Hello there, I have been using a self designed gnuplot timeseries chart for the past 10 years. I created it myself as I couldn't find an adequate feature in gnuplot. When the number of instances in the plot reaches significant values, like 137 (interesting!!), performance gets very poor. In my case (files attached) above 4 mins on a 64 GB MacBook Pro with the new M1 processor and the newest operating system release and the newest gnuplot from homebrew (gnuplot 5.4 patchlevel 5). On Ubuntu 20 with Linux 5.4.0 and gnuplot 5.2.2 it's actually 5 times faster, which would be just about bearable, but I believe it can be made much faster. I have 2 questions, (1) can you help me improve performance (I spent long hours trying to achieve this myself), and (2), can you add such a timeseries histogram in a gnuplot generic fashion because I think it's really useful and the graphs look really nice. To create the png-file, just type "gnuplot <gpl-file>". Thanks a lot.</gpl-file>

3 Attachments

Related

Support Requests: #280

Discussion

  • Ethan Merritt

    Ethan Merritt - 2023-01-12

    Comments

    • Using set term pngcairo rather than set term png is hugely faster on my linux machine. Your original script took 4 minutes to run. Changing only the terminal command sped that up to 13 seconds. Clearly there's something wrong with the png terminal (or more likely with the gd library it uses) but I will defer investigation to another time.
    • Why multiplot? There is only one plot
    • Since the data is in a csv file, you should tell gnuplot set datafile separator comma
    • Writing title "" rather than notitle may create empty space in the key
    • At this level of resolution, drawing individual boxes is probably wasted effort (effort==time). I think it would be sufficient to plot with impulses. On my machine this further reduces the run time from 13 seconds to 8 seconds.
    • I don't know if you are interested in simplifying the script itself, but if you were to put your color choices in a palette you could reduce that plot command to plot for [col=2:*] timeseries using 1:col:(col) lc palette notitle. Of course then you'd have to deal with the titles separately. Doing that shaves another 2 seconds off the run time (6 seconds total, but my test run has no labels).
    • So long as the y coordinates of your data are strictly increasing across each row (so you don't lose some to overlap with printing with boxes or impulses) I don't see what you would gain by using a stacked histogram. Were you thinking it would be faster? I don't really see why it would be.

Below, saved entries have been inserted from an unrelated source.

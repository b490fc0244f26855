//! Damage resolution
//!
//! Every damage source (player aura, projectiles, skill instances) funnels
//! into [`resolve_hit`]: crit and lucky rolls, health subtraction, damage
//! number, and exactly one kill event when health crosses zero.

use glam::Vec2;

use super::config::{CombatConfig, CritConfig, MAX_TIER};
use super::effects::FxKind;
use super::loot::roll_drops;
use super::pool::bullet;
use super::rng::SimRng;
use super::skills::SkillHit;
use super::state::{GameState, KillEvent};
use super::store::{DEATH_START, field};
use crate::consts::FRAME_MS;

/// Damage numbers float this far above the hit point
const POPUP_OFFSET_Y: f32 = 50.0;
const EXPLOSION_LIFE_MS: f32 = 500.0;
const EXPLOSION_SIZE: f32 = 80.0;
const SPARK_LIFE_MS: f32 = 300.0;
const SPARK_SIZE: f32 = 10.0;
const SPARK_SPEED: f32 = 10.0;

/// Random modifiers of a single hit
#[derive(Debug, Clone, Copy, PartialEq, Eq, Default)]
pub struct HitRoll {
    pub crit_tier: usize,
    pub lucky: bool,
}

#[derive(Debug, Clone, Copy, PartialEq, Eq)]
pub enum HitOutcome {
    /// Target was already dead
    Miss,
    Damaged,
    Killed,
}

/// Recursive crit: tier 1 on the base chance, then one tier per successful
/// escalation roll up to the top tier.
pub fn roll_crit_tier(crit: &CritConfig, rng: &mut SimRng) -> usize {
    if !rng.chance(crit.base_chance) {
        return 0;
    }
    let mut tier = 1;
    while tier < MAX_TIER && rng.chance(crit.recursive_chance) {
        tier += 1;
    }
    tier
}

pub fn roll_hit(combat: &CombatConfig, rng: &mut SimRng) -> HitRoll {
    let lucky = rng.chance(combat.lucky_chance);
    HitRoll {
        crit_tier: roll_crit_tier(&combat.crit, rng),
        lucky,
    }
}

/// Apply `base` damage, multiplied by the crit tier, to a live enemy.
///
/// Health is clamped at zero on a kill so death is detected exactly once.
pub fn resolve_hit(state: &mut GameState, index: usize, base: f32, roll: HitRoll, popup: Vec2) -> HitOutcome {
    let health = state.enemies.health(index);
    if health <= 0.0 {
        return HitOutcome::Miss;
    }
    let multiplier = state
        .config
        .combat
        .crit
        .multipliers
        .get(roll.crit_tier)
        .copied()
        .unwrap_or(1.0);
    let damage = base * multiplier;

    if state.settings.damage_numbers {
        state.damage_numbers.spawn(
            &mut state.rng,
            state.clock_ms,
            popup.x,
            popup.y,
            damage,
            roll.crit_tier,
            roll.lucky,
        );
    }

    let remaining = health - damage;
    if remaining > 0.0 {
        state.enemies.set(index, field::HEALTH, remaining);
        HitOutcome::Damaged
    } else {
        kill_enemy(state, index, roll.lucky);
        HitOutcome::Killed
    }
}

fn kill_enemy(state: &mut GameState, index: usize, lucky: bool) {
    state.enemies.set(index, field::HEALTH, 0.0);
    state.enemies.set(index, field::DEATH, DEATH_START);
    state.kill_count += 1;
    state.stage_kill_count += 1;

    let position = Vec2::from(state.enemies.position(index));
    if state.settings.particles {
        state.fx.spawn(
            position.x,
            position.y,
            0.0,
            0.0,
            EXPLOSION_LIFE_MS,
            FxKind::Explosion,
            EXPLOSION_SIZE,
        );
    }

    let type_index = state.enemies.type_index(index);
    let tier = state.enemies.tier(index).min(MAX_TIER);
    let GameState {
        config,
        rng,
        loot,
        plan,
        ..
    } = state;
    if let Some(cfg) = config.enemies.get(type_index) {
        let reward_scale = plan.reward_scale;
        roll_drops(&config.loot, &cfg.key, tier, lucky, rng, |item, amount| {
            loot.push(item, (amount as f64 * reward_scale).floor() as u64);
        });
    }

    if let Some(hook) = state.hooks.on_kill.as_mut() {
        hook(KillEvent {
            index,
            type_index,
            tier,
            lucky,
            position,
        });
    }
}

/// Collision radius of an enemy, scaled by tier and stage size
fn hit_radius(state: &GameState, index: usize) -> f32 {
    let size = state
        .config
        .enemies
        .get(state.enemies.type_index(index))
        .map_or(0.0, |cfg| cfg.size);
    let tier_size = state
        .config
        .loot
        .tier(state.enemies.tier(index))
        .map_or(1.0, |t| t.size_mult);
    size * tier_size * state.plan.size_multiplier * state.config.combat.hit_radius_factor
}

/// Damage every live enemy within `radius` of `center` by `base`
fn damage_area(state: &mut GameState, center: Vec2, radius: f32, base: f32) {
    let mut candidates = std::mem::take(&mut state.scratch);
    candidates.clear();
    candidates.extend(state.grid.query_radius(center.x, center.y, radius).map(|i| i as u32));

    let radius_sq = radius * radius;
    for &i in &candidates {
        let i = i as usize;
        if !state.enemies.is_alive(i) {
            continue;
        }
        let position = Vec2::from(state.enemies.position(i));
        if position.distance_squared(center) >= radius_sq {
            continue;
        }
        let roll = roll_hit(&state.config.combat, &mut state.rng);
        let popup = position - Vec2::new(0.0, POPUP_OFFSET_Y);
        resolve_hit(state, i, base, roll, popup);
    }
    state.scratch = candidates;
}

/// Passive aura: flat damage to every enemy touching the ship
pub fn process_aoe_damage(state: &mut GameState) {
    let center = state.player.pos;
    let combat = &state.config.combat;
    let (radius, base) = (combat.aoe_radius, combat.damage_per_pop);
    damage_area(state, center, radius, base);
}

/// Every live skill instance damages the enemies under it
pub fn process_skill_damage(state: &mut GameState) {
    if state.skills.pool().is_empty() {
        return;
    }
    let mut hits = std::mem::take(&mut state.skill_hits);
    hits.clear();
    let center = state.player.pos;
    for &slot in state.skills.pool().active_indices() {
        hits.push(state.skills.hit(slot as usize, &state.config, center));
    }
    for &SkillHit {
        position,
        radius,
        damage,
    } in &hits
    {
        damage_area(state, position, radius, damage);
    }
    state.skill_hits = hits;
}

/// Spawn one projectile from a weapon mount in ship space
pub fn fire_weapon(state: &mut GameState, weapon: usize) {
    let Some(cfg) = state.config.weapons.get(weapon) else {
        return;
    };
    let (sin, cos) = state.player.rotation.sin_cos();
    let side = Vec2::new(-sin, cos) * cfg.offset_side;
    let front = Vec2::new(cos, sin) * cfg.offset_front;
    let origin = state.player.pos + side + front;

    let Some(slot) = state.bullets.allocate() else {
        log::trace!("bullet pool exhausted");
        return;
    };
    let record = state.bullets.record_mut(slot);
    record[bullet::X] = origin.x;
    record[bullet::Y] = origin.y;
    record[bullet::VX] = cos * cfg.speed;
    record[bullet::VY] = sin * cfg.speed;
    record[bullet::LIFE] = cfg.life_ms;
    record[bullet::KIND] = cfg.kind.tag();
    record[bullet::PENETRATION] = cfg.penetration.max(1.0);
    record[bullet::DAMAGE] = cfg.damage;
}

fn spawn_sparks(state: &mut GameState, at: Vec2) {
    if !state.settings.particles {
        return;
    }
    for _ in 0..state.settings.quality.sparks_per_kill() {
        let vx = (state.rng.uniform() - 0.5) * SPARK_SPEED;
        let vy = (state.rng.uniform() - 0.5) * SPARK_SPEED;
        state
            .fx
            .spawn(at.x, at.y, vx, vy, SPARK_LIFE_MS, FxKind::Spark, SPARK_SIZE);
    }
}

/// Move projectiles, age them, and resolve hits against enemies in the
/// projectile's own grid cell.
pub fn update_bullets(state: &mut GameState, dt: f32) {
    let scale = dt / FRAME_MS;
    for k in (0..state.bullets.len()).rev() {
        let slot = state.bullets.active_at(k);
        let record = state.bullets.record_mut(slot);
        record[bullet::X] += record[bullet::VX] * scale;
        record[bullet::Y] += record[bullet::VY] * scale;
        record[bullet::LIFE] -= dt;
        let at = Vec2::new(record[bullet::X], record[bullet::Y]);
        let damage = record[bullet::DAMAGE];
        if record[bullet::LIFE] <= 0.0 {
            state.bullets.release(slot);
            continue;
        }

        let Some(cell) = state.grid.cell_index(at.x, at.y) else {
            continue;
        };
        let mut candidates = std::mem::take(&mut state.scratch);
        candidates.clear();
        candidates.extend(state.grid.chain(cell).map(|i| i as u32));

        let mut spent = false;
        for &i in &candidates {
            let i = i as usize;
            if !state.enemies.is_alive(i) {
                continue;
            }
            let radius = hit_radius(state, i);
            if Vec2::from(state.enemies.position(i)).distance_squared(at) >= radius * radius {
                continue;
            }
            let roll = roll_hit(&state.config.combat, &mut state.rng);
            let popup = at - Vec2::new(0.0, POPUP_OFFSET_Y);
            if resolve_hit(state, i, damage, roll, popup) == HitOutcome::Killed {
                spawn_sparks(state, at);
            }
            let penetration = state.bullets.get(slot, bullet::PENETRATION) - 1.0;
            state.bullets.set(slot, bullet::PENETRATION, penetration);
            if penetration <= 0.0 {
                spent = true;
                break;
            }
        }
        state.scratch = candidates;

        if spent {
            state.bullets.release(slot);
        }
    }
}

    Bottom line 241 seconds -> 8 seconds

     

    Last edit: Ethan Merritt 2023-01-12
    • Werner Lippert

      Werner Lippert - 2023-01-13

      Good morning Ethan,

      And thank you very much for your quick answer I was hoping to get but didn’t expect.

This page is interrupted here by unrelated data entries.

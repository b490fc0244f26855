//! Stage definitions
//!
//! Campaign stages come from the config table; simulation (training) levels
//! are generated from the roster. Both resolve to a `StagePlan`: a shuffled
//! spawn list plus the multipliers the enemy systems read every step.

use glam::Vec2;

use super::config::{GameConfig, TierChances};
use super::rng::SimRng;

/// A playable stage
#[derive(Debug, Clone, Copy, PartialEq, Eq)]
pub enum Stage {
    /// Campaign stage, 1-based
    Campaign(u32),
    /// Generated training level, 1-based, with a difficulty index
    Simulation { level: u32, difficulty: u32 },
}

impl Default for Stage {
    fn default() -> Self {
        Stage::Campaign(1)
    }
}

impl Stage {
    pub fn is_simulation(&self) -> bool {
        matches!(self, Stage::Simulation { .. })
    }

    /// Stage number or level number
    pub fn id(&self) -> u32 {
        match *self {
            Stage::Campaign(stage) => stage,
            Stage::Simulation { level, .. } => level,
        }
    }

    /// Stage whose map slot hosts this stage (simulation levels use stage 1)
    pub fn nav_stage(&self) -> u32 {
        match *self {
            Stage::Campaign(stage) => stage,
            Stage::Simulation { .. } => 1,
        }
    }

    /// Following stage, `None` past the last one
    pub fn next(&self, config: &GameConfig) -> Option<Stage> {
        match *self {
            Stage::Campaign(stage) => {
                let last = config.stages.stages.len() as u32;
                (stage < last).then_some(Stage::Campaign(stage + 1))
            }
            Stage::Simulation { level, difficulty } => {
                (level < config.simulation.total_levels).then_some(Stage::Simulation {
                    level: level + 1,
                    difficulty,
                })
            }
        }
    }
}

impl std::fmt::Display for Stage {
    fn fmt(&self, f: &mut std::fmt::Formatter<'_>) -> std::fmt::Result {
        match self {
            Stage::Campaign(stage) => write!(f, "stage {stage}"),
            Stage::Simulation { level, difficulty } => {
                write!(f, "simulation level {level} (difficulty {difficulty})")
            }
        }
    }
}

/// World position of a stage's center on the clockwise map layout
pub fn stage_center(config: &GameConfig, stage: Stage) -> Vec2 {
    let slots = &config.stages.clockwise_grid;
    let slot = (stage.nav_stage() as usize)
        .checked_sub(1)
        .and_then(|i| slots.get(i))
        .or_else(|| slots.first())
        .copied()
        .unwrap_or([1, 1]);
    Vec2::new(
        (slot[0] - 1) as f32 * config.stages.grid_size,
        (slot[1] - 1) as f32 * config.stages.grid_size,
    )
}

/// Enemy size multiplier for a campaign stage
pub fn size_multiplier(stage: Stage) -> f32 {
    match stage.nav_stage() {
        0 | 1 => 1.0,
        2 => 2.0,
        s => 2.0 + (s - 2) as f32 * 0.2,
    }
}

/// Stat scale of a training level: 1.2 per global level plus milestone hurdles
pub fn simulation_stat_scale(level: u32, difficulty: u32) -> f64 {
    let global = difficulty as u64 * 500 + level as u64;
    let mut factor = 1.2f64.powf(global as f64);
    let milestones: [(u64, f64); 8] = [
        (2500, 500.0),
        (1000, 250.0),
        (500, 100.0),
        (250, 50.0),
        (100, 25.0),
        (25, 10.0),
        (10, 5.0),
        (5, 2.0),
    ];
    if let Some(&(_, mult)) = milestones.iter().find(|(every, _)| global % every == 0) {
        factor *= mult;
    }
    factor
}

/// Loot reward scale of a training level
pub fn simulation_reward_scale(level: u32, difficulty: u32) -> f64 {
    1.0 + (simulation_stat_scale(level, difficulty) + 1.0).log10() * 2.0
}

/// Enemy composition of a generated level as `(type index, count)`
pub fn simulation_composition(config: &GameConfig, level: u32) -> Vec<(usize, u32)> {
    let roster: Vec<usize> = config
        .simulation
        .roster
        .iter()
        .filter_map(|key| config.enemy_index(key))
        .collect();
    if roster.is_empty() {
        return Vec::new();
    }
    let butterflies = config.simulation.butterfly_count.clamp(1, roster.len());
    let dragons = roster.len() - butterflies;
    let i = level as usize;

    if i % 10 == 0 && dragons > 0 {
        vec![(roster[butterflies + i % dragons], 1)]
    } else if i % 5 == 0 {
        vec![(roster[i % butterflies], 50 + level * 2)]
    } else {
        vec![
            (roster[i % roster.len()], 10 + level / 2),
            (roster[(i + 3) % roster.len()], 5 + level / 5),
        ]
    }
}

/// Everything a stage needs at runtime
#[derive(Debug, Clone)]
pub struct StagePlan {
    pub stage: Stage,
    /// Enemy type per slot, already shuffled and capped at store capacity
    pub spawn_list: Vec<u32>,
    pub kill_target: u32,
    pub tier_chances: TierChances,
    /// Health and attack damage multiplier
    pub stat_multiplier: f64,
    pub size_multiplier: f32,
    /// Loot amount multiplier for training levels
    pub reward_scale: f64,
    pub center: Vec2,
    /// Every slot spawns on entry instead of progressively
    pub spawn_all: bool,
}

impl StagePlan {
    /// Build and shuffle the spawn list for a stage. Unknown stages fall back
    /// to stage 1.
    pub fn build(config: &GameConfig, stage: Stage, rng: &mut SimRng) -> Self {
        let capacity = config.pools.enemies;
        let mut spawn_list = Vec::new();

        let plan = match stage {
            Stage::Campaign(id) => {
                let resolved = config.stage(id).map(|def| (stage, def)).or_else(|| {
                    log::warn!("Unknown {stage}, falling back to stage 1");
                    config.stages.stages.first().map(|def| (Stage::Campaign(1), def))
                });
                let Some((stage, def)) = resolved else {
                    return Self::empty(config, stage);
                };
                for group in &def.enemies {
                    if let Some(index) = config.enemy_index(&group.enemy) {
                        spawn_list.extend(std::iter::repeat_n(index as u32, group.count as usize));
                    }
                }
                Self {
                    stage,
                    spawn_list: Vec::new(),
                    kill_target: def.kills,
                    tier_chances: def.tier_chances,
                    stat_multiplier: stage.id() as f64,
                    size_multiplier: size_multiplier(stage),
                    reward_scale: 1.0,
                    center: stage_center(config, stage),
                    spawn_all: false,
                }
            }
            Stage::Simulation { level, difficulty } => {
                let level = level.clamp(1, config.simulation.total_levels.max(1));
                let stage = Stage::Simulation { level, difficulty };
                let mut total = 0u32;
                for (index, count) in simulation_composition(config, level) {
                    spawn_list.extend(std::iter::repeat_n(index as u32, count as usize));
                    total += count;
                }
                Self {
                    stage,
                    spawn_list: Vec::new(),
                    kill_target: total,
                    tier_chances: config.simulation.tier_chances,
                    stat_multiplier: simulation_stat_scale(level, difficulty),
                    size_multiplier: 1.0,
                    reward_scale: simulation_reward_scale(level, difficulty),
                    center: stage_center(config, stage),
                    spawn_all: true,
                }
            }
        };

        rng.shuffle(&mut spawn_list);
        spawn_list.truncate(capacity);
        Self { spawn_list, ..plan }
    }

    /// A plan with nothing to spawn and no kill target
    fn empty(config: &GameConfig, stage: Stage) -> Self {
        Self {
            stage,
            spawn_list: Vec::new(),
            kill_target: 0,
            tier_chances: TierChances::default(),
            stat_multiplier: 1.0,
            size_multiplier: 1.0,
            reward_scale: 1.0,
            center: stage_center(config, stage),
            spawn_all: false,
        }
    }

    /// Stat multiplier narrowed for the f32 store
    pub fn stat_multiplier_f32(&self) -> f32 {
        (self.stat_multiplier as f32).min(f32::MAX)
    }
}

      I totally agree that the gd library is at the ieqart of the issue, I think it started when they changed the license and gnuplot probably uses something else since. But can’t quite remember anymore.

      Anyway, replacing png with pngcairo brought down runtime to 4 sec (!!). At first I simply couldn’t believe my eyes, but that is the performance gain I thought was possible when I wrote “much faster”.

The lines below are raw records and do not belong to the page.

impl GameConfig {
    /// Parse and validate a config from JSON
    pub fn from_json(json: &str) -> Result<Self, ConfigError> {
        let config: GameConfig = serde_json::from_str(json)?;
        config.validate()?;
        log::info!(
            "Loaded config: {} enemy types, {} stages, {} weapons",
            config.enemies.len(),
            config.stages.stages.len(),
            config.weapons.len()
        );
        Ok(config)
    }

    pub fn to_json(&self) -> Result<String, ConfigError> {
        Ok(serde_json::to_string_pretty(self)?)
    }

    /// Index of an enemy type by key
    pub fn enemy_index(&self, key: &str) -> Option<usize> {
        self.enemies.iter().position(|e| e.key == key)
    }

    /// Campaign stage definition (1-based)
    pub fn stage(&self, stage: u32) -> Option<&StageDef> {
        (stage as usize)
            .checked_sub(1)
            .and_then(|i| self.stages.stages.get(i))
    }

    /// Check cross-table references and tier table shape
    pub fn validate(&self) -> Result<(), ConfigError> {
        if self.enemies.is_empty() {
            return Err(ConfigError::EmptyEnemyTable);
        }

        let capacities = [
            ("enemy store", self.pools.enemies),
            ("bullet pool", self.pools.bullets),
            ("skill pool", self.pools.skills),
            ("fx pool", self.pools.fx),
            ("damage number pool", self.pools.damage_numbers),
            ("incoming damage pool", self.pools.incoming_damage),
            ("grid", self.grid.dim),
        ];
        for (pool, capacity) in capacities {
            if capacity == 0 {
                return Err(ConfigError::ZeroCapacity { pool });
            }
        }

        if self.grid.cell_size.is_nan() || self.grid.cell_size <= 0.0 {
            return Err(ConfigError::NonPositive {
                context: "grid".to_string(),
                field: "cell_size",
            });
        }
        for enemy in &self.enemies {
            let frames = [
                ("walk_frames", enemy.walk_frames),
                ("death_frames", enemy.death_frames),
                ("attack_frames", enemy.attack_frames),
            ];
            for (field, value) in frames {
                if value.is_nan() || value <= 0.0 {
                    return Err(ConfigError::NonPositive {
                        context: enemy.key.clone(),
                        field,
                    });
                }
            }
        }

        let tiers = &self.loot.tiers;
        if tiers.len() != TIER_COUNT {
            return Err(ConfigError::TierTableLength { found: tiers.len() });
        }
        for tier in 1..TIER_COUNT {
            let (prev, cur) = (&tiers[tier - 1], &tiers[tier]);
            let checks = [
                ("health_mult", prev.health_mult, cur.health_mult),
                ("size_mult", prev.size_mult, cur.size_mult),
                ("amount_mult", prev.amount_mult, cur.amount_mult),
            ];
            for (field, a, b) in checks {
                if b < a {
                    return Err(ConfigError::NonMonotonicTier { field, tier });
                }
            }
        }

        if self.stages.stages.is_empty() {
            return Err(ConfigError::EmptyStage { stage: 0 });
        }
        for (i, stage) in self.stages.stages.iter().enumerate() {
            if stage.enemies.is_empty() {
                return Err(ConfigError::EmptyStage { stage: i + 1 });
            }
            for group in &stage.enemies {
                if self.enemy_index(&group.enemy).is_none() {
                    return Err(ConfigError::UnknownEnemy {
                        context: format!("stage {}", i + 1),
                        key: group.enemy.clone(),
                    });
                }
            }
        }

        for key in &self.simulation.roster {
            if self.enemy_index(key).is_none() {
                return Err(ConfigError::UnknownEnemy {
                    context: "simulation roster".to_string(),
                    key: key.clone(),
                });
            }
        }

        for (enemy, drops) in &self.loot.enemy_drops {
            for item in drops {
                if self.loot.item_index(item).is_none() {
                    return Err(ConfigError::UnknownItem {
                        context: format!("{enemy} drop table"),
                        key: item.clone(),
                    });
                }
            }
        }
        for item in &self.loot.global_drops {
            if self.loot.item_index(item).is_none() {
                return Err(ConfigError::UnknownItem {
                    context: "global drop table".to_string(),
                    key: item.clone(),
                });
            }
        }

        Ok(())
    }
}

      And I don’t see any difference in quality when I compare png and pngcairo. Again I think I tried pngcairo before when it was first offered by gnuplot but the result at the time didn’t satisfy my expectations.

      The syntax of my gpl files may look a bit suboptimal here and there, but they are created fully automatically.

      I will certainly try the other recommendations, but pngcairo clearly solves the performance issue.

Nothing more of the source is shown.